Only lines holding "derive" are needed; copy each of them from the data below.

* * *

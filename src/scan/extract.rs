//! Per-element facts the scanner puts into descriptors.

use std::collections::{BTreeMap, HashMap};

use sha1::{Digest, Sha1};

use crate::dom::document::collapse_whitespace;
use crate::dom::{Document, NodeId};
use crate::scan::classifier::is_content_editable;
use crate::scan::scan_model::{ElementType, ElementValue, SelectMetadata, SelectOption};

const MAX_TEXT_LEN: usize = 200;

const ALLOWED_ATTRIBUTES: &[&str] = &[
    "type", "name", "placeholder", "required", "disabled", "readonly", "maxlength", "pattern",
    "min", "max", "step", "role", "contenteditable", "open", "value", "multiple", "data-state",
];

/// Everything about an element that feeds its descriptor.
#[derive(Debug, Clone, PartialEq)]
pub(crate) struct ElementFacts {
    pub(crate) element_type: ElementType,
    pub(crate) tag: String,
    pub(crate) label: String,
    pub(crate) attributes: BTreeMap<String, String>,
    pub(crate) value: Option<ElementValue>,
    pub(crate) text: Option<String>,
    pub(crate) visible: bool,
    pub(crate) enabled: bool,
    pub(crate) options: Option<Vec<SelectOption>>,
}

impl ElementFacts {
    pub(crate) fn collect(doc: &Document, node: NodeId, element_type: ElementType) -> Self {
        let options = (element_type == ElementType::Select && has_native_options(doc, node))
            .then(|| select_options(doc, node));
        Self {
            element_type,
            tag: doc.tag_name(node).unwrap_or_default().to_string(),
            label: label(doc, node, element_type),
            attributes: attributes(doc, node),
            value: value(doc, node, element_type),
            text: text(doc, node),
            visible: is_visible(doc, node),
            enabled: is_enabled(doc, node),
            options,
        }
    }
}

/// Text of the first `<label for=...>` per target id, built once per scan.
#[derive(Debug, Default)]
pub(crate) struct LabelIndex(HashMap<String, String>);

impl LabelIndex {
    pub(crate) fn build(doc: &Document) -> Self {
        let mut by_for = HashMap::new();
        for node in doc.all_elements() {
            if doc.tag_name(node) != Some("label") {
                continue;
            }
            if let Some(target) = doc.attribute(node, "for") {
                by_for
                    .entry(target.to_string())
                    .or_insert_with(|| doc.text_content(node));
            }
        }
        Self(by_for)
    }

    fn get(&self, id: &str) -> Option<&str> {
        self.0.get(id).map(String::as_str)
    }
}

/// SHA-1 over the element's own state and its label sources. Computed
/// before classification so that a cache hit skips descriptor work.
pub(crate) fn fingerprint(doc: &Document, node: NodeId, labels: &LabelIndex) -> String {
    let mut hasher = Sha1::new();
    let mut field = |s: &str| {
        hasher.update(s.as_bytes());
        hasher.update(b"\x1f");
    };

    field(doc.tag_name(node).unwrap_or_default());
    for (name, value) in doc.attributes(node) {
        field(name);
        field(value);
    }
    field(&doc.value(node).unwrap_or_default());
    field(&collapse_whitespace(&doc.text_content(node)));

    if let Some(label) = doc.id_attribute(node).and_then(|id| labels.get(id)) {
        field(label);
    }
    if let Some(wrapping) = doc
        .ancestors(node)
        .into_iter()
        .find(|&a| doc.tag_name(a) == Some("label"))
    {
        field(&doc.text_content(wrapping));
    }
    if let Some(text) = labelled_by(doc, node) {
        field(&text);
    }

    let visible = is_visible(doc, node);
    field(&format!(
        "{}{}{}{}{}",
        doc.checked(node) as u8,
        doc.is_selected(node) as u8,
        visible as u8,
        is_enabled(doc, node) as u8,
        doc.has_listener(node, "click") as u8,
    ));
    if visible {
        field(&format!("{:?}", doc.bounding_box(node)));
    }
    field(&doc.element_children(node).len().to_string());

    if has_native_options(doc, node) {
        for option in doc.options(node) {
            for (name, value) in doc.attributes(option) {
                field(name);
                field(value);
            }
            field(&collapse_whitespace(&doc.text_content(option)));
            field(&format!("{}{}", doc.is_selected(option) as u8, doc.is_disabled(option) as u8));
        }
    }

    format!("{:x}", hasher.finalize())
}

fn has_native_options(doc: &Document, node: NodeId) -> bool {
    matches!(doc.tag_name(node), Some("select" | "datalist"))
}

/// Human-readable name, most specific source first.
pub fn label(doc: &Document, node: NodeId, element_type: ElementType) -> String {
    let candidates = [
        associated_label(doc, node),
        doc.attribute(node, "aria-label").map(str::to_string),
        labelled_by(doc, node),
        doc.attribute(node, "placeholder").map(str::to_string),
        doc.attribute(node, "name").map(str::to_string),
        doc.attribute(node, "title").map(str::to_string),
        own_text_label(doc, node, element_type),
    ];

    candidates
        .into_iter()
        .flatten()
        .map(|s| collapse_whitespace(&s))
        .find(|s| !s.is_empty())
        .unwrap_or_else(|| doc.tag_name(node).unwrap_or_default().to_string())
}

fn associated_label(doc: &Document, node: NodeId) -> Option<String> {
    if let Some(id) = doc.id_attribute(node).filter(|id| !id.is_empty()) {
        let by_for = doc
            .all_elements()
            .into_iter()
            .find(|&l| doc.tag_name(l) == Some("label") && doc.attribute(l, "for") == Some(id));
        if let Some(label) = by_for {
            return Some(doc.text_content(label));
        }
    }
    doc.ancestors(node)
        .into_iter()
        .find(|&a| doc.tag_name(a) == Some("label"))
        .map(|label| doc.text_content(label))
}

fn labelled_by(doc: &Document, node: NodeId) -> Option<String> {
    let ids = doc.attribute(node, "aria-labelledby")?;
    let text = ids
        .split_ascii_whitespace()
        .filter_map(|id| doc.get_element_by_id(id))
        .map(|el| collapse_whitespace(&doc.text_content(el)))
        .filter(|t| !t.is_empty())
        .collect::<Vec<_>>()
        .join(" ");
    Some(text)
}

fn own_text_label(doc: &Document, node: NodeId, element_type: ElementType) -> Option<String> {
    if !matches!(element_type, ElementType::Button | ElementType::Link) {
        return None;
    }
    if doc.tag_name(node) == Some("input") {
        return doc.attribute(node, "value").map(str::to_string);
    }
    Some(doc.text_content(node))
}

/// Allow-listed attributes plus every `aria-*` attribute.
pub fn attributes(doc: &Document, node: NodeId) -> BTreeMap<String, String> {
    doc.attributes(node)
        .iter()
        .filter(|(name, _)| ALLOWED_ATTRIBUTES.contains(&name.as_str()) || name.starts_with("aria-"))
        .map(|(name, value)| (name.clone(), value.clone()))
        .collect()
}

pub fn value(doc: &Document, node: NodeId, element_type: ElementType) -> Option<ElementValue> {
    let tag = doc.tag_name(node)?;

    if tag == "input" {
        let kind = doc.input_type(node).unwrap_or_default();
        let raw = doc.value(node).unwrap_or_default();
        return Some(match kind.as_str() {
            "checkbox" | "radio" => ElementValue::Bool(doc.checked(node)),
            "number" | "range" => raw
                .trim()
                .parse::<f64>()
                .map(ElementValue::Number)
                .unwrap_or(ElementValue::Text(raw)),
            _ => ElementValue::Text(raw),
        });
    }

    match tag {
        "textarea" => return doc.value(node).map(ElementValue::Text),
        "select" if doc.is_multiple(node) => {
            let values = doc
                .selected_options(node)
                .into_iter()
                .filter_map(|o| doc.value(o))
                .collect();
            return Some(ElementValue::List(values));
        }
        "select" => return doc.value(node).map(ElementValue::Text),
        _ => {}
    }

    for toggle in ["aria-checked", "aria-pressed", "aria-selected"] {
        if let Some(state) = doc.attribute(node, toggle) {
            return Some(ElementValue::Bool(state.trim() == "true"));
        }
    }

    if is_content_editable(doc, node) || element_type == ElementType::Input {
        return Some(ElementValue::Text(collapse_whitespace(&doc.text_content(node))));
    }

    None
}

/// Trimmed, whitespace-collapsed text content, capped in length.
pub fn text(doc: &Document, node: NodeId) -> Option<String> {
    let text = collapse_whitespace(&doc.text_content(node));
    if text.is_empty() {
        return None;
    }
    Some(text.chars().take(MAX_TEXT_LEN).collect())
}

pub fn is_visible(doc: &Document, node: NodeId) -> bool {
    doc.computed_style(node).is_visible() && !doc.bounding_box(node).is_empty()
}

pub fn is_enabled(doc: &Document, node: NodeId) -> bool {
    !doc.is_disabled(node) && doc.attribute(node, "aria-disabled").map(str::trim) != Some("true")
}

pub fn select_options(doc: &Document, select: NodeId) -> Vec<SelectOption> {
    doc.options(select)
        .into_iter()
        .enumerate()
        .map(|(index, option)| SelectOption {
            value: doc.value(option).unwrap_or_default(),
            label: option_label(doc, option),
            selected: doc.is_selected(option),
            disabled: doc.is_disabled(option),
            index,
        })
        .collect()
}

pub(crate) fn option_label(doc: &Document, option: NodeId) -> String {
    doc.attribute(option, "label")
        .map(str::to_string)
        .unwrap_or_else(|| collapse_whitespace(&doc.text_content(option)))
}

pub fn select_metadata(doc: &Document, select: NodeId, options: &[SelectOption]) -> SelectMetadata {
    SelectMetadata {
        multiple: doc.is_multiple(select),
        option_count: options.len(),
        selected_values: options
            .iter()
            .filter(|o| o.selected)
            .map(|o| o.value.clone())
            .collect(),
    }
}

/// `tag#id.class data-k=v` string the include/exclude patterns match against.
pub fn info_string(doc: &Document, node: NodeId) -> String {
    let mut info = doc.tag_name(node).unwrap_or_default().to_string();
    if let Some(id) = doc.id_attribute(node).filter(|id| !id.is_empty()) {
        info.push('#');
        info.push_str(id);
    }
    for class in doc.class_list(node) {
        info.push('.');
        info.push_str(&class);
    }
    for (name, value) in doc.attributes(node) {
        if name.starts_with("data-") {
            info.push(' ');
            info.push_str(name);
            info.push('=');
            info.push_str(value);
        }
    }
    info
}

* * *

Output for this task:
#[derive(Debug, Clone, PartialEq)]
#[derive(Debug, Default)]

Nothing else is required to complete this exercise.